(Collected data entries)
::::::
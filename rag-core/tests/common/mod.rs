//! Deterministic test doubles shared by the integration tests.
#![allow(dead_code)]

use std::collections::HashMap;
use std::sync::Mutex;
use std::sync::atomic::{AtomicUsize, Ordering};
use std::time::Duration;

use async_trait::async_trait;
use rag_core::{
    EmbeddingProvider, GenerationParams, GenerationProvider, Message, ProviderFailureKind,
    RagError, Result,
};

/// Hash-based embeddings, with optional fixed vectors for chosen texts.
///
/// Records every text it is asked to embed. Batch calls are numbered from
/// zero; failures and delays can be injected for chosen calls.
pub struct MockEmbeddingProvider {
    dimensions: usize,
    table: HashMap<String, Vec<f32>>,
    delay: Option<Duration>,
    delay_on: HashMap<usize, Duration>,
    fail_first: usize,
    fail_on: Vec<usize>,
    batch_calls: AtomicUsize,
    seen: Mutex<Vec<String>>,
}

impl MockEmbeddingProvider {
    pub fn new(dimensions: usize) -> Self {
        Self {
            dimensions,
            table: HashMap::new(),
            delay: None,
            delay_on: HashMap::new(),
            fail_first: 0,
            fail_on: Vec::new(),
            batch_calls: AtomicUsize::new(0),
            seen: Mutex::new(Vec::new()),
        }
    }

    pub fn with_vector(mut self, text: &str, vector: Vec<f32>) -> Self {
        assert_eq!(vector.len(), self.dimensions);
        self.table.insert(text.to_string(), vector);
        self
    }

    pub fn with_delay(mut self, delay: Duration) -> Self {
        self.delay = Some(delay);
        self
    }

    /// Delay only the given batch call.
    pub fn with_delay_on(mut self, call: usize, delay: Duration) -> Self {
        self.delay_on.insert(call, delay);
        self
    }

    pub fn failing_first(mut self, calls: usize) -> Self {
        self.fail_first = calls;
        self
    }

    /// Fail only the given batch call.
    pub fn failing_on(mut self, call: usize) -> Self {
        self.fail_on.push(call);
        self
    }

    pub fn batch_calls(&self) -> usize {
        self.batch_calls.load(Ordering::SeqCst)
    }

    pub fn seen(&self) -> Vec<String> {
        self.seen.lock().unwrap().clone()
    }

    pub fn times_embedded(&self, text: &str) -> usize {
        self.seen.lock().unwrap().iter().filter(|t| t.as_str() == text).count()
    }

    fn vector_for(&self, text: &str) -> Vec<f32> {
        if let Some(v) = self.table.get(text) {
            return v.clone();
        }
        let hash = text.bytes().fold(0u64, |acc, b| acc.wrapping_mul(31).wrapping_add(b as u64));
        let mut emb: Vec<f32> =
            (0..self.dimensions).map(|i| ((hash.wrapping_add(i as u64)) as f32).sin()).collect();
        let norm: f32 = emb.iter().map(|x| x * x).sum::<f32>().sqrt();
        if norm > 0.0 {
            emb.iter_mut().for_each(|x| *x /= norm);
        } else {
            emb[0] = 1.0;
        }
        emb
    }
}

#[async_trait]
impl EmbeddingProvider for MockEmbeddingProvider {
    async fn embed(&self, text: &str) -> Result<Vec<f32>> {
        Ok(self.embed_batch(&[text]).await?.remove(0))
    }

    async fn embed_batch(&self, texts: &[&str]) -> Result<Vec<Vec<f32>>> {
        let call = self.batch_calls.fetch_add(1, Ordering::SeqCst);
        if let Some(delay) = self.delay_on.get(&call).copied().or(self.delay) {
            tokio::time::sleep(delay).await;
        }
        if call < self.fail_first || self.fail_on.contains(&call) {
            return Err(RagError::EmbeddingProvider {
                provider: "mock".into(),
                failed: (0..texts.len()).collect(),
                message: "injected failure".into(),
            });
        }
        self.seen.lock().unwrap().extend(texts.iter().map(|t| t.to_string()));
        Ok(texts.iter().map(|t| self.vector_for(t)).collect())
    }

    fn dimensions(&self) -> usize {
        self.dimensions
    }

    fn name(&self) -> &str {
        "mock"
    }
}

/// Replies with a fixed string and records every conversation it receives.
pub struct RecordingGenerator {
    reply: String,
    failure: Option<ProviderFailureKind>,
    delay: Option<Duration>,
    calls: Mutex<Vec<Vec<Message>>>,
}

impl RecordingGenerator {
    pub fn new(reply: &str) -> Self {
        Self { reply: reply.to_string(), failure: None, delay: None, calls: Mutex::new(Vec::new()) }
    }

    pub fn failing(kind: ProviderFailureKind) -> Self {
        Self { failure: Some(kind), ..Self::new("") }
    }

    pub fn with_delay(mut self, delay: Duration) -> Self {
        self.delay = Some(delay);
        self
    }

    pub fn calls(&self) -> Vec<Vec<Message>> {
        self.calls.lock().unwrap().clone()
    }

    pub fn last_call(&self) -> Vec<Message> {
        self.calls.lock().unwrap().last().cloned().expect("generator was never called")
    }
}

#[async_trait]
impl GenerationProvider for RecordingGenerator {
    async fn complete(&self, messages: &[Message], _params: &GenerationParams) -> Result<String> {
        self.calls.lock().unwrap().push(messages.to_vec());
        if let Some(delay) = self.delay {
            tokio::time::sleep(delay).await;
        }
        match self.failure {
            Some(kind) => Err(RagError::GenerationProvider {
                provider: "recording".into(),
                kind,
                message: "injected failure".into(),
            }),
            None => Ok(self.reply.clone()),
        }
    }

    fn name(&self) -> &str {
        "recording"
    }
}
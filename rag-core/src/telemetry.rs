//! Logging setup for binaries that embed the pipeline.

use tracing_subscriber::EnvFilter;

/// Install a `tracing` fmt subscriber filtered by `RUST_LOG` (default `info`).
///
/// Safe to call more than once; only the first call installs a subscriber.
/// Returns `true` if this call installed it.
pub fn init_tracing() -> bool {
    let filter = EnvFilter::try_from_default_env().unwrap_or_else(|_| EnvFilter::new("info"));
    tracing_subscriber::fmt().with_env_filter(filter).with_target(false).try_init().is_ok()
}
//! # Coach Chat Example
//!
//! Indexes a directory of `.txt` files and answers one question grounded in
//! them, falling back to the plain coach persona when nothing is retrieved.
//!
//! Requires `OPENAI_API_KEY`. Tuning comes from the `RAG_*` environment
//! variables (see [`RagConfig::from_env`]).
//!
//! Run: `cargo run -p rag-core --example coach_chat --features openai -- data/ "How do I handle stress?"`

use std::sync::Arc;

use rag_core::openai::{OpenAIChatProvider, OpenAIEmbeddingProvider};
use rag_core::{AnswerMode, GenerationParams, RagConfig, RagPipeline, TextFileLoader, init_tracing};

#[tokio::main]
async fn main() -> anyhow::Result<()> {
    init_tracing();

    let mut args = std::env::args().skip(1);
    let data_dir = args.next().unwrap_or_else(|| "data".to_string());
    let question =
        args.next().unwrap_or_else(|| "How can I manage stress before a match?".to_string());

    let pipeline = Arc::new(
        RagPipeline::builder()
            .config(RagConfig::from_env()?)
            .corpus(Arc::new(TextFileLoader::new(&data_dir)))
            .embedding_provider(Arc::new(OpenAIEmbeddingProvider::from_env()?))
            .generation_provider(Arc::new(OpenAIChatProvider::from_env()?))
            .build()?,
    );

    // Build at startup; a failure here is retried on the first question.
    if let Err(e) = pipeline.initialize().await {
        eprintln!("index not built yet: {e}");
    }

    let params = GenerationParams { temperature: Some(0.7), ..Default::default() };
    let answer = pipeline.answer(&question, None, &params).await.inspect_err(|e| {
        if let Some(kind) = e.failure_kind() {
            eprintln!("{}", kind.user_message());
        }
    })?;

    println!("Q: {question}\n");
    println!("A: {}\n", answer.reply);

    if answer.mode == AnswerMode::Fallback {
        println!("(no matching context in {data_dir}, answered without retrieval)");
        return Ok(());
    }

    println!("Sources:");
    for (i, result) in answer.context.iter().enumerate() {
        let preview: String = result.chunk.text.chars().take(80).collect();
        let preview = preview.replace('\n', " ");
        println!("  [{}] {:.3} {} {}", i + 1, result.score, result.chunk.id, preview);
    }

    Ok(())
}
::::::
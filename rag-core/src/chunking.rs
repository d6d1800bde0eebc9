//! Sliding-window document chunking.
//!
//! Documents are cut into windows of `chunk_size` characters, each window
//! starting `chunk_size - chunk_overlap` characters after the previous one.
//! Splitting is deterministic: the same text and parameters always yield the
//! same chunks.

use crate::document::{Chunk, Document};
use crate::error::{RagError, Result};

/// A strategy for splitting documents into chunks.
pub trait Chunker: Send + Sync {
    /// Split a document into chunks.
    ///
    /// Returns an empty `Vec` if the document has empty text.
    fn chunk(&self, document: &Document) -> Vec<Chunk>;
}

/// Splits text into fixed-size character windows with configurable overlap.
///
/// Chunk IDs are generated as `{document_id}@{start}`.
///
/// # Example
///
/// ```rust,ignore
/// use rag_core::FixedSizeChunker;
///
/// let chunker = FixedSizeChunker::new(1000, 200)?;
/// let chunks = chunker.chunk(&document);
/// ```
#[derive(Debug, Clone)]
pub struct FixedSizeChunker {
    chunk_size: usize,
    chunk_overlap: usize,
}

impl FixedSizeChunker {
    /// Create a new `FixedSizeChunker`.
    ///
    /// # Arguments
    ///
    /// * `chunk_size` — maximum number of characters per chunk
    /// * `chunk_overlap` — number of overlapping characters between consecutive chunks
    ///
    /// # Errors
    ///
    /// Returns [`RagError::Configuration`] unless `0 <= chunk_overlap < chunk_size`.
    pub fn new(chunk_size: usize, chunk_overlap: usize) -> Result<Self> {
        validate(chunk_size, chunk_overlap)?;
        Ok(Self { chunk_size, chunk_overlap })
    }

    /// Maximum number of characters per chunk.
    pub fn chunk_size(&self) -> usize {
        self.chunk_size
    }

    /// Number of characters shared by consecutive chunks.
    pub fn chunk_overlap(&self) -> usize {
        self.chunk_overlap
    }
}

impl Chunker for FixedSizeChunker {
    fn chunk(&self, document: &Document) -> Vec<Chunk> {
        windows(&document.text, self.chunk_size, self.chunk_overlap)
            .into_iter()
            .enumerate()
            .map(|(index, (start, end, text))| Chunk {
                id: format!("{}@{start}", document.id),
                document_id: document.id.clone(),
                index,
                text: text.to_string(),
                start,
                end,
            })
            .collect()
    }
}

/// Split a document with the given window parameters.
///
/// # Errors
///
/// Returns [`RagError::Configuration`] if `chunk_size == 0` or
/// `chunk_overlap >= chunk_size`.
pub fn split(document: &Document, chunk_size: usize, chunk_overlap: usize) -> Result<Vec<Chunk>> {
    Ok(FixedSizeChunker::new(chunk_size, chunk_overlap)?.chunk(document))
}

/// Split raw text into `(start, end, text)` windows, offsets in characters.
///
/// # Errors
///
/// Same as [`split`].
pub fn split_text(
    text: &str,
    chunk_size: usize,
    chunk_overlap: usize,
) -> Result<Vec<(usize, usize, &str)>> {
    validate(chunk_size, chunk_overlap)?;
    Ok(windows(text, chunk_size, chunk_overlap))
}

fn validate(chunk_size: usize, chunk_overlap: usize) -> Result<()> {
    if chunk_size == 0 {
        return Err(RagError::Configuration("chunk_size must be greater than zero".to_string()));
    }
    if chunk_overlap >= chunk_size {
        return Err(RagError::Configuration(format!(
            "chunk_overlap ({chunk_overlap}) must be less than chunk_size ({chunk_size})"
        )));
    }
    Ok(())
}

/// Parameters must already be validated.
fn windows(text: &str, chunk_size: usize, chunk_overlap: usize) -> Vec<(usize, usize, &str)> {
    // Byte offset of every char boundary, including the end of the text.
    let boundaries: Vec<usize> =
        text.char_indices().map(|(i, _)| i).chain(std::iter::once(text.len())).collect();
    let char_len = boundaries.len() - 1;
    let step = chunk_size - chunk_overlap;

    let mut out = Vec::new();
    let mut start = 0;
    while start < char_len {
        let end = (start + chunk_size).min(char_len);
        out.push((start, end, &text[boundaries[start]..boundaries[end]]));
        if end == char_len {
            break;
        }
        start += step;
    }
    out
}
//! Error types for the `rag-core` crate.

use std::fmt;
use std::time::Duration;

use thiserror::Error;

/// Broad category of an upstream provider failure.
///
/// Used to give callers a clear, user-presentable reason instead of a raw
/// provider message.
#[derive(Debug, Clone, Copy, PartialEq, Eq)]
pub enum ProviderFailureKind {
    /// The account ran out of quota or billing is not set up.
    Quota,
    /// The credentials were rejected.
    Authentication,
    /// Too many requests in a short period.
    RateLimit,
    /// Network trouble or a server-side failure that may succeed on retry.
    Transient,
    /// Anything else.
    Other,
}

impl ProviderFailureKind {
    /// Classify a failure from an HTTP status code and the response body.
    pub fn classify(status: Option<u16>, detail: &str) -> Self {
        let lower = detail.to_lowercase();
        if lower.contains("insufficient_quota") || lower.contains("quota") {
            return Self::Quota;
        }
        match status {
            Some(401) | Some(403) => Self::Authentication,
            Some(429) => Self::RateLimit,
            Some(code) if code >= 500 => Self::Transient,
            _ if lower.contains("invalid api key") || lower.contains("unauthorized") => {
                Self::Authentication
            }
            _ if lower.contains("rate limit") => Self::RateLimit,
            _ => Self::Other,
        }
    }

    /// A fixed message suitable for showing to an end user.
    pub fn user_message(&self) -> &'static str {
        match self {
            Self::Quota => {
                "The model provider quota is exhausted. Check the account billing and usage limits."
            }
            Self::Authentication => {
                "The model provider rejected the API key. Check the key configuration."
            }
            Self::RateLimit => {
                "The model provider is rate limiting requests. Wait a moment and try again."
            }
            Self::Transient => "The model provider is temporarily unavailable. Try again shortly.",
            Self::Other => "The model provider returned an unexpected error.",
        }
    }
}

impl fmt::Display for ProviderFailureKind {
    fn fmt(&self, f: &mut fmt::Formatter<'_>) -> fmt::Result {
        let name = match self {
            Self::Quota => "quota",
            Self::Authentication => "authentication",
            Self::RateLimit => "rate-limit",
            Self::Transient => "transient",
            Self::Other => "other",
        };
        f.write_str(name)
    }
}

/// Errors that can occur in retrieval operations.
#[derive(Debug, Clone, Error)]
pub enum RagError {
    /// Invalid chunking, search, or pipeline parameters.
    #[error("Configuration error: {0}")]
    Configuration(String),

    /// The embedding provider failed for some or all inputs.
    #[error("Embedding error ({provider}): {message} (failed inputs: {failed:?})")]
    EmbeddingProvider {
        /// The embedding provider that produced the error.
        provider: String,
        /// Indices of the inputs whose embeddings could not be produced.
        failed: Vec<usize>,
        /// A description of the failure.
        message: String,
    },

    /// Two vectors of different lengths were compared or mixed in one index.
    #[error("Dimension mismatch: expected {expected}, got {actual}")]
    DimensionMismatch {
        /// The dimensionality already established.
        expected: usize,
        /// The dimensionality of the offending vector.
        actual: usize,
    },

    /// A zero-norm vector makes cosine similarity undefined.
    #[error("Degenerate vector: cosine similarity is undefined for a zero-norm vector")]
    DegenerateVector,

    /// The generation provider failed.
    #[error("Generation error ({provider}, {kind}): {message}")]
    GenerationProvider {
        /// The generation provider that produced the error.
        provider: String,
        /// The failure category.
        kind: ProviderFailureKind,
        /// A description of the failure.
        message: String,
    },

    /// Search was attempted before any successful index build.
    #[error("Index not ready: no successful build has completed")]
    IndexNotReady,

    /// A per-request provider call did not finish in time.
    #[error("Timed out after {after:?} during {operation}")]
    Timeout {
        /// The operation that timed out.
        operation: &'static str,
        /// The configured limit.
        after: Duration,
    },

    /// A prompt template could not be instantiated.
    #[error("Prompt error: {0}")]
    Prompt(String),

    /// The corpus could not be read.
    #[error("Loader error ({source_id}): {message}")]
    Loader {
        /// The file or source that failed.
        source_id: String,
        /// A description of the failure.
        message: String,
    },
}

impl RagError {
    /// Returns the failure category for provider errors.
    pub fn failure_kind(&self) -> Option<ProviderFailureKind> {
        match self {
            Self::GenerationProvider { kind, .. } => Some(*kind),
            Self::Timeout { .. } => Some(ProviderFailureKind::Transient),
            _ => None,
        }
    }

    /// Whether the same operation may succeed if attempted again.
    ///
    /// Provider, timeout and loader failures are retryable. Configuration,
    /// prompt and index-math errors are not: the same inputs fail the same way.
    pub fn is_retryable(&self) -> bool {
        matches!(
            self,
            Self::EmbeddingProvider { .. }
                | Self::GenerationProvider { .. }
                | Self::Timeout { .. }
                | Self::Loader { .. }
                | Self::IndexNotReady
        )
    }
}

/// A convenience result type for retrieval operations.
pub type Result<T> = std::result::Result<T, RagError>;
::::::
What you should do:
As you read the records above, find each line that contains "zero" and copy it.

Response box:
/// zero; failures and delays can be injected for chosen calls.
        return Err(RagError::Configuration("chunk_size must be greater than zero".to_string()));
    /// A zero-norm vector makes cosine similarity undefined.
    #[error("Degenerate vector: cosine similarity is undefined for a zero-norm vector")]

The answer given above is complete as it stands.